* _WHAT IS REQUIRED_
Transcribe the material from its first line onward, ending with the line that contains "use super::*;" and adding nothing beyond it.

□ □ □ □ □ □ □

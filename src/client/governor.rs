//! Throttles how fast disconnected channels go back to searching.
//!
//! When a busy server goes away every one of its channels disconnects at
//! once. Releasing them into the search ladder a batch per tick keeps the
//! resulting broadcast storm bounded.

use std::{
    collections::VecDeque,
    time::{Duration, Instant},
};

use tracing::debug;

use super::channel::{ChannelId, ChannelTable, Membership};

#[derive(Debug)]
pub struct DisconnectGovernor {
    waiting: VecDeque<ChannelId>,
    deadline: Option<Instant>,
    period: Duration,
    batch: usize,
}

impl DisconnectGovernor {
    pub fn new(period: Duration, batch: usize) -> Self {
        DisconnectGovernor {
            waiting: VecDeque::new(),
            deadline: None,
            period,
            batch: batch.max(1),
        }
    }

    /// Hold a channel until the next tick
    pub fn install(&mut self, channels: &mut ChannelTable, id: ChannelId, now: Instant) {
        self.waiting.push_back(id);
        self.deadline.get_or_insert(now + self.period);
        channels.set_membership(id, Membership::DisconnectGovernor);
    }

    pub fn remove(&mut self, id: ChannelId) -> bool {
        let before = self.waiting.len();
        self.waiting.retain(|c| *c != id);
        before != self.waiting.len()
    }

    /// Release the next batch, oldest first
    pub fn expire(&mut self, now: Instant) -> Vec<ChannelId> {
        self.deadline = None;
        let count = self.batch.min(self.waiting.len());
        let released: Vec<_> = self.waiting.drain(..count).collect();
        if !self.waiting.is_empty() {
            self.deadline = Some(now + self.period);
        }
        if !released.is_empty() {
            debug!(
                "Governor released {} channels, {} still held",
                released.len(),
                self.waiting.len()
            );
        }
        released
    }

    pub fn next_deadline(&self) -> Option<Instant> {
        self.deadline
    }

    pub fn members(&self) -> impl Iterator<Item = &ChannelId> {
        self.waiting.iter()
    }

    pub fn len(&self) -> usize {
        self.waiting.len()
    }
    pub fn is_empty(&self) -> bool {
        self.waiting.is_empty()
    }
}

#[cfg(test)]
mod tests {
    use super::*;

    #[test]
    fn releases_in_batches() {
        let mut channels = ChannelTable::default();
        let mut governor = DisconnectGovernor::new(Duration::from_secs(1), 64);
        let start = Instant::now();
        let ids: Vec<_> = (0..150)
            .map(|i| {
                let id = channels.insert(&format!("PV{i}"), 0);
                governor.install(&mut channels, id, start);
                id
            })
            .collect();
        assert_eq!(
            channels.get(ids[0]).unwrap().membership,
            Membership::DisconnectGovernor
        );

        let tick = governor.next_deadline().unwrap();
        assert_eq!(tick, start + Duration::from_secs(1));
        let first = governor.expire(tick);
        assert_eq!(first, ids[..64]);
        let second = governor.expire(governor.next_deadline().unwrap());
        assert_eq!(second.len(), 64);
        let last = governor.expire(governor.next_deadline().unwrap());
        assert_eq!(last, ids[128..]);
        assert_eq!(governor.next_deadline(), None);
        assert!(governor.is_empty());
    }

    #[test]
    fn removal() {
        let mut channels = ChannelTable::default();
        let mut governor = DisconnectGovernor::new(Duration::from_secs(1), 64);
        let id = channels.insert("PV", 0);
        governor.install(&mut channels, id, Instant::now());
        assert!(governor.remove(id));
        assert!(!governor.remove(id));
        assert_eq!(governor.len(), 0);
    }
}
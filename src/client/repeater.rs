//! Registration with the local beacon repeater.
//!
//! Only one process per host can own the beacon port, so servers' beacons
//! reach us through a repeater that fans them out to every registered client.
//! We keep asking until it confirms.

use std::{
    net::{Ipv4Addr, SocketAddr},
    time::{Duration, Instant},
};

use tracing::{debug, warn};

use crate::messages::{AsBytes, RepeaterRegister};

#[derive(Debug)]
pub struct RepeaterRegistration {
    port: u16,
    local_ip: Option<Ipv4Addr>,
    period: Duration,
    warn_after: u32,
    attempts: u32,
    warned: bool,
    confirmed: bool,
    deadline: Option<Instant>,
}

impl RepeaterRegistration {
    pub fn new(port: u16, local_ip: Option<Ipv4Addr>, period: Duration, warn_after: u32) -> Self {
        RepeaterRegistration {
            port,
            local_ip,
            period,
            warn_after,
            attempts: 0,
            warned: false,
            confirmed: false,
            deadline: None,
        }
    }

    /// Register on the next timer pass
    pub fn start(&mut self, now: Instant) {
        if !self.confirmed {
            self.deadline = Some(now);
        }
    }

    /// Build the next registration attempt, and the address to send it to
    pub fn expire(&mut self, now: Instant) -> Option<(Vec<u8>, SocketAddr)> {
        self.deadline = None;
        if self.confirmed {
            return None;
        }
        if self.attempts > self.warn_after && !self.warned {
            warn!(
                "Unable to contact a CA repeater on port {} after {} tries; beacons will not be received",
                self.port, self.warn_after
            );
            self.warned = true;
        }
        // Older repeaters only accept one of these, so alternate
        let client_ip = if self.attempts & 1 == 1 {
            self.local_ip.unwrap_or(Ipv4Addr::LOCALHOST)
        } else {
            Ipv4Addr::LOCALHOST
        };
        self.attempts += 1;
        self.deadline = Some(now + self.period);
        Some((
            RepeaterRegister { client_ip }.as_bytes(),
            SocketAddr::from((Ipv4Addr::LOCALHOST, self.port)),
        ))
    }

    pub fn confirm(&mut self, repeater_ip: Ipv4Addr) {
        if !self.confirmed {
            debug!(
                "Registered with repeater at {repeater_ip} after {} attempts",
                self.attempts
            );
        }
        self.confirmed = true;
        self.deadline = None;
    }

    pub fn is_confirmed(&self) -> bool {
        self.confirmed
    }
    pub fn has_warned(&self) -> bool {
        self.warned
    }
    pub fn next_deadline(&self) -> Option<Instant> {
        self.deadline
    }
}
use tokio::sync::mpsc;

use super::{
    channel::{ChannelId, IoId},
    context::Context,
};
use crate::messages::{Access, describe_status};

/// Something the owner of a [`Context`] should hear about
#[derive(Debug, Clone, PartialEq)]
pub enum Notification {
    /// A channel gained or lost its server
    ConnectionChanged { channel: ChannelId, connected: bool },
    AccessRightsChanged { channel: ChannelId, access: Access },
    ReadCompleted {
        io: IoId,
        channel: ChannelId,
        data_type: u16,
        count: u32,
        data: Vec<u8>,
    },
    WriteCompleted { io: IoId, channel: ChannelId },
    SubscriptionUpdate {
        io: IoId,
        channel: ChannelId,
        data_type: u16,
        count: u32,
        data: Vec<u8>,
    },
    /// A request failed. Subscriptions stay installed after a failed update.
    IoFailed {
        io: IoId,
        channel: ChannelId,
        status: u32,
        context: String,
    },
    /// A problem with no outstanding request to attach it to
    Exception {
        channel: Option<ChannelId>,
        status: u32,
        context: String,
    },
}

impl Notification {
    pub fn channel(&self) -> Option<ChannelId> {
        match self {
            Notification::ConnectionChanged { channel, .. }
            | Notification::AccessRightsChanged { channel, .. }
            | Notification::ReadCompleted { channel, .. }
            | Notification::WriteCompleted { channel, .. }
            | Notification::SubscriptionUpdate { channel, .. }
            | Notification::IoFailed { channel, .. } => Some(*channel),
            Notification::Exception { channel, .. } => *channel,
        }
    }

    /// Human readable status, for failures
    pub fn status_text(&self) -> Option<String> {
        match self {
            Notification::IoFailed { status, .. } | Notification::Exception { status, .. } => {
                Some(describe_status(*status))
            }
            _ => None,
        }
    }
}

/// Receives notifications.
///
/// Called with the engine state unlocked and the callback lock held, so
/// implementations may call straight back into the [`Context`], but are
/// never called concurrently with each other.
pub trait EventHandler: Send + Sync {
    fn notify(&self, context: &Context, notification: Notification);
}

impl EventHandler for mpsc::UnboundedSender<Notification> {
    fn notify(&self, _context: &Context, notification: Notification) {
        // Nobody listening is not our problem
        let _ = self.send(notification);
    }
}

□ □ □ □ □ □ □

* _ANSWER_
filename src/client/governor.rs
//! Throttles how fast disconnected channels go back to searching.
//!
//! When a busy server goes away every one of its channels disconnects at
//! once. Releasing them into the search ladder a batch per tick keeps the
//! resulting broadcast storm bounded.

use std::{
    collections::VecDeque,
    time::{Duration, Instant},
};

use tracing::debug;

use super::channel::{ChannelId, ChannelTable, Membership};

#[derive(Debug)]
pub struct DisconnectGovernor {
    waiting: VecDeque<ChannelId>,
    deadline: Option<Instant>,
    period: Duration,
    batch: usize,
}

impl DisconnectGovernor {
    pub fn new(period: Duration, batch: usize) -> Self {
        DisconnectGovernor {
            waiting: VecDeque::new(),
            deadline: None,
            period,
            batch: batch.max(1),
        }
    }

    /// Hold a channel until the next tick
    pub fn install(&mut self, channels: &mut ChannelTable, id: ChannelId, now: Instant) {
        self.waiting.push_back(id);
        self.deadline.get_or_insert(now + self.period);
        channels.set_membership(id, Membership::DisconnectGovernor);
    }

    pub fn remove(&mut self, id: ChannelId) -> bool {
        let before = self.waiting.len();
        self.waiting.retain(|c| *c != id);
        before != self.waiting.len()
    }

    /// Release the next batch, oldest first
    pub fn expire(&mut self, now: Instant) -> Vec<ChannelId> {
        self.deadline = None;
        let count = self.batch.min(self.waiting.len());
        let released: Vec<_> = self.waiting.drain(..count).collect();
        if !self.waiting.is_empty() {
            self.deadline = Some(now + self.period);
        }
        if !released.is_empty() {
            debug!(
                "Governor released {} channels, {} still held",
                released.len(),
                self.waiting.len()
            );
        }
        released
    }

    pub fn next_deadline(&self) -> Option<Instant> {
        self.deadline
    }

    pub fn members(&self) -> impl Iterator<Item = &ChannelId> {
        self.waiting.iter()
    }

    pub fn len(&self) -> usize {
        self.waiting.len()
    }
    pub fn is_empty(&self) -> bool {
        self.waiting.is_empty()
    }
}

#[cfg(test)]
mod tests {
    use super::*;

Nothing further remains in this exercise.